### Aim of the exercise
In the records below, find each line that holds "percentage" and return it.

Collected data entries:
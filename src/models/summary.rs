use chrono::{DateTime, Utc};
use serde::{Deserialize, Serialize};

/// Structured interview result attached when a candidate completes.
#[derive(Debug, Clone, Serialize, Deserialize, PartialEq)]
#[serde(rename_all = "camelCase")]
pub struct InterviewSummary {
    pub overall_rating: String,
    pub summary: String,
    #[serde(default)]
    pub technical_strengths: Vec<String>,
    #[serde(default)]
    pub areas_for_improvement: Vec<String>,
    pub recommendation: String,
    #[serde(default)]
    pub key_highlights: Vec<String>,
    pub final_score: u32,
    pub max_score: u32,
    pub completed_at: DateTime<Utc>,
}

impl InterviewSummary {
    /// Summary derived purely from the score, used when the summary
    /// collaborator is unavailable.
    pub fn fallback(name: &str, total_score: u32, max_score: u32, now: DateTime<Utc>) -> Self {
        let percentage = if max_score == 0 {
            0.0
        } else {
            f64::from(total_score) / f64::from(max_score) * 100.0
        };

        let (rating, recommendation) = if percentage >= 80.0 {
            ("Excellent", "Strong Hire")
        } else if percentage >= 65.0 {
            ("Good", "Hire")
        } else if percentage >= 50.0 {
            ("Average", "Maybe")
        } else {
            ("Below Average", "No Hire")
        };

        Self {
            overall_rating: rating.to_string(),
            summary: format!(
                "{name} completed the interview with a score of {total_score}/{max_score} ({percentage:.1}%)."
            ),
            technical_strengths: vec![
                "Completed all questions".to_string(),
                "Participated in full interview".to_string(),
            ],
            areas_for_improvement: vec![
                "Could improve technical depth".to_string(),
                "Practice more coding scenarios".to_string(),
            ],
            recommendation: recommendation.to_string(),
            key_highlights: vec![
                format!("Score: {total_score}/{max_score}"),
                "Interview completion rate: 100%".to_string(),
            ],
            final_score: total_score,
            max_score,
            completed_at: now,
        }
    }
}

#[cfg(test)]
mod tests {
    use super::*;

    #[test]
    fn fallback_thresholds() {
        let now = Utc::now();
        let cases = [
            (80, "Excellent", "Strong Hire"),
            (65, "Good", "Hire"),
            (50, "Average", "Maybe"),
            (49, "Below Average", "No Hire"),
        ];
        for (score, rating, recommendation) in cases {
            let summary = InterviewSummary::fallback("Ada", score, 100, now);
            assert_eq!(summary.overall_rating, rating);
            assert_eq!(summary.recommendation, recommendation);
        }
    }

    #[test]
    fn fallback_tolerates_zero_max() {
        let summary = InterviewSummary::fallback("Ada", 0, 0, Utc::now());
        assert_eq!(summary.recommendation, "No Hire");
        assert!(summary.summary.contains("0/0"));
    }
}
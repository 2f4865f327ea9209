use intervault::{KeyValueStore, SqliteStore, StorageError};
use tempfile::tempdir;

#[test]
fn set_get_delete_and_sorted_listing() {
    let dir = tempdir().unwrap();
    let store = SqliteStore::open(dir.path().join("kv.sqlite3"), None).unwrap();

    store.set("interview-backup-b", b"two").unwrap();
    store.set("interview-backup-a", b"one").unwrap();
    store.set("persist:candidates", b"{}").unwrap();

    assert_eq!(store.get("interview-backup-a").unwrap(), Some(b"one".to_vec()));
    assert_eq!(
        store.list_keys("interview-backup-").unwrap(),
        vec!["interview-backup-a".to_string(), "interview-backup-b".to_string()]
    );
    assert_eq!(store.list_keys("").unwrap().len(), 3);

    store.set("interview-backup-a", b"uno").unwrap();
    assert_eq!(store.get("interview-backup-a").unwrap(), Some(b"uno".to_vec()));

    store.delete("interview-backup-a").unwrap();
    store.delete("interview-backup-a").unwrap();
    assert_eq!(store.get("interview-backup-a").unwrap(), None);
}

#[test]
fn quota_rejects_oversized_writes_and_keeps_old_value() {
    let dir = tempdir().unwrap();
    let store = SqliteStore::open(dir.path().join("kv.sqlite3"), Some(32)).unwrap();

    store.set("k", b"small").unwrap();
    let err = store.set("k", &[0u8; 64]).unwrap_err();
    assert!(matches!(err, StorageError::QuotaExceeded { limit: 32, .. }));
    assert_eq!(store.get("k").unwrap(), Some(b"small".to_vec()));
}

#[test]
fn quota_counts_stored_keys_in_bytes() {
    let dir = tempdir().unwrap();
    let store = SqliteStore::open(dir.path().join("kv.sqlite3"), Some(18)).unwrap();

    store.set("éé", &[1u8; 10]).unwrap();
    let err = store.set("k", b"four").unwrap_err();
    assert!(matches!(
        err,
        StorageError::QuotaExceeded { needed: 19, limit: 18, .. }
    ));
    assert_eq!(store.get("k").unwrap(), None);
}

#[test]
fn values_survive_reopen() {
    let dir = tempdir().unwrap();
    let path = dir.path().join("nested").join("kv.sqlite3");
    {
        let store = SqliteStore::open(path.clone(), None).unwrap();
        store.set("autosave:draft", br#"{"candidateId":"c1"}"#).unwrap();
    }

    let reopened = SqliteStore::open(path, None).unwrap();
    assert_eq!(
        reopened.get("autosave:draft").unwrap(),
        Some(br#"{"candidateId":"c1"}"#.to_vec())
    );
}
pub mod candidate;
pub mod question;
pub mod summary;

pub use candidate::{
    Candidate, CandidateFields, CandidateStatus, ChatMessage, SortBy, SortOrder, ViewState,
};
pub use question::{Difficulty, Question};
pub use summary::InterviewSummary;
//! Candidate records and the dashboard view state stored alongside them.

use chrono::{DateTime, Utc};
use serde::{Deserialize, Serialize};

use super::{InterviewSummary, Question};

#[derive(Debug, Clone, Copy, Serialize, Deserialize, PartialEq, Eq, Hash, Default)]
#[serde(rename_all = "snake_case")]
pub enum CandidateStatus {
    #[default]
    InfoCollection,
    Interview,
    Paused,
    Completed,
}

impl CandidateStatus {
    pub fn as_str(&self) -> &'static str {
        match self {
            CandidateStatus::InfoCollection => "info_collection",
            CandidateStatus::Interview => "interview",
            CandidateStatus::Paused => "paused",
            CandidateStatus::Completed => "completed",
        }
    }

    /// Interview started and not yet finished.
    pub fn is_in_progress(&self) -> bool {
        matches!(self, CandidateStatus::Interview | CandidateStatus::Paused)
    }

    /// Ordering used by the dashboard status sort.
    pub fn rank(&self) -> u8 {
        match self {
            CandidateStatus::InfoCollection => 0,
            CandidateStatus::Paused => 1,
            CandidateStatus::Interview => 2,
            CandidateStatus::Completed => 3,
        }
    }
}

#[derive(Debug, Clone, Serialize, Deserialize, PartialEq)]
#[serde(rename_all = "camelCase")]
pub struct ChatMessage {
    pub id: String,
    #[serde(rename = "type")]
    pub kind: String,
    pub text: String,
    pub sender: String,
    pub timestamp: DateTime<Utc>,
}

#[derive(Debug, Clone, Serialize, Deserialize, PartialEq)]
#[serde(rename_all = "camelCase")]
pub struct Candidate {
    pub id: String,
    pub name: String,
    pub email: String,
    pub phone: String,
    #[serde(default)]
    pub skills: Vec<String>,
    #[serde(default)]
    pub resume_text: String,
    #[serde(default)]
    pub file_name: String,
    pub status: CandidateStatus,
    pub questions: Vec<Question>,
    pub current_question_index: usize,
    pub total_score: u32,
    pub max_score: u32,
    pub interview_started_at: Option<DateTime<Utc>>,
    pub interview_completed_at: Option<DateTime<Utc>>,
    pub summary: Option<InterviewSummary>,
    pub created_at: DateTime<Utc>,
    pub updated_at: DateTime<Utc>,
    pub chat_history: Vec<ChatMessage>,
    #[serde(default, skip_serializing_if = "Option::is_none")]
    pub restored_at: Option<DateTime<Utc>>,
}

impl Candidate {
    pub fn new(id: String, fields: CandidateFields, now: DateTime<Utc>) -> Self {
        Self {
            id,
            name: fields.name,
            email: fields.email,
            phone: fields.phone,
            skills: fields.skills,
            resume_text: fields.resume_text,
            file_name: fields.file_name,
            status: CandidateStatus::InfoCollection,
            questions: Vec::new(),
            current_question_index: 0,
            total_score: 0,
            max_score: 0,
            interview_started_at: None,
            interview_completed_at: None,
            summary: None,
            created_at: now,
            updated_at: now,
            chat_history: Vec::new(),
            restored_at: None,
        }
    }

    pub fn is_completed(&self) -> bool {
        self.status == CandidateStatus::Completed
    }

    pub fn current_question(&self) -> Option<&Question> {
        self.questions.get(self.current_question_index)
    }

    pub fn answered_count(&self) -> usize {
        self.questions.iter().filter(|q| q.is_answered()).count()
    }

    /// Sum of every question's score. `total_score` must always equal this.
    pub fn score_sum(&self) -> u32 {
        self.questions.iter().filter_map(|q| q.score).sum()
    }

    pub fn last_question_index(&self) -> Option<usize> {
        self.questions.len().checked_sub(1)
    }
}

/// Sum of the difficulty caps of `questions`.
pub fn max_score_for(questions: &[Question]) -> u32 {
    questions.iter().map(Question::score_cap).sum()
}

/// Flat profile handed over by the resume extraction collaborator.
#[derive(Debug, Clone, Default, Serialize, Deserialize, PartialEq)]
#[serde(rename_all = "camelCase")]
pub struct CandidateFields {
    #[serde(default)]
    pub name: String,
    #[serde(default)]
    pub email: String,
    #[serde(default)]
    pub phone: String,
    #[serde(default)]
    pub skills: Vec<String>,
    #[serde(default)]
    pub resume_text: String,
    #[serde(default)]
    pub file_name: String,
}

impl CandidateFields {
    pub fn new(name: impl Into<String>, email: impl Into<String>, phone: impl Into<String>) -> Self {
        Self {
            name: name.into(),
            email: email.into(),
            phone: phone.into(),
            ..Self::default()
        }
    }

    /// Empty fields are fine; present ones must look like what they claim to be.
    pub fn is_well_formed(&self) -> bool {
        let email_ok = self.email.is_empty() || self.email.contains('@');
        let phone_ok = self
            .phone
            .chars()
            .all(|c| c.is_ascii_digit() || matches!(c, ' ' | '+' | '-' | '(' | ')'));
        email_ok && phone_ok
    }
}

#[derive(Debug, Clone, Copy, Serialize, Deserialize, PartialEq, Eq, Default)]
#[serde(rename_all = "lowercase")]
pub enum SortBy {
    #[default]
    Score,
    Name,
    Date,
    Status,
}

impl SortBy {
    pub fn parse(value: &str) -> Option<Self> {
        match value {
            "score" => Some(SortBy::Score),
            "name" => Some(SortBy::Name),
            "date" => Some(SortBy::Date),
            "status" => Some(SortBy::Status),
            _ => None,
        }
    }
}

#[derive(Debug, Clone, Copy, Serialize, Deserialize, PartialEq, Eq, Default)]
#[serde(rename_all = "lowercase")]
pub enum SortOrder {
    Asc,
    #[default]
    Desc,
}

impl SortOrder {
    pub fn parse(value: &str) -> Option<Self> {
        match value {
            "asc" => Some(SortOrder::Asc),
            "desc" => Some(SortOrder::Desc),
            _ => None,
        }
    }
}

#[derive(Debug, Clone, Default, Serialize, Deserialize, PartialEq)]
#[serde(rename_all = "camelCase")]
pub struct ViewState {
    #[serde(default)]
    pub selected_candidate_id: Option<String>,
    #[serde(default)]
    pub search_term: String,
    #[serde(default)]
    pub sort_by: SortBy,
    #[serde(default)]
    pub sort_order: SortOrder,
}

### Answer
        let percentage = if max_score == 0 {
        let (rating, recommendation) = if percentage >= 80.0 {
        } else if percentage >= 65.0 {
        } else if percentage >= 50.0 {
                "{name} completed the interview with a score of {total_score}/{max_score} ({percentage:.1}%)."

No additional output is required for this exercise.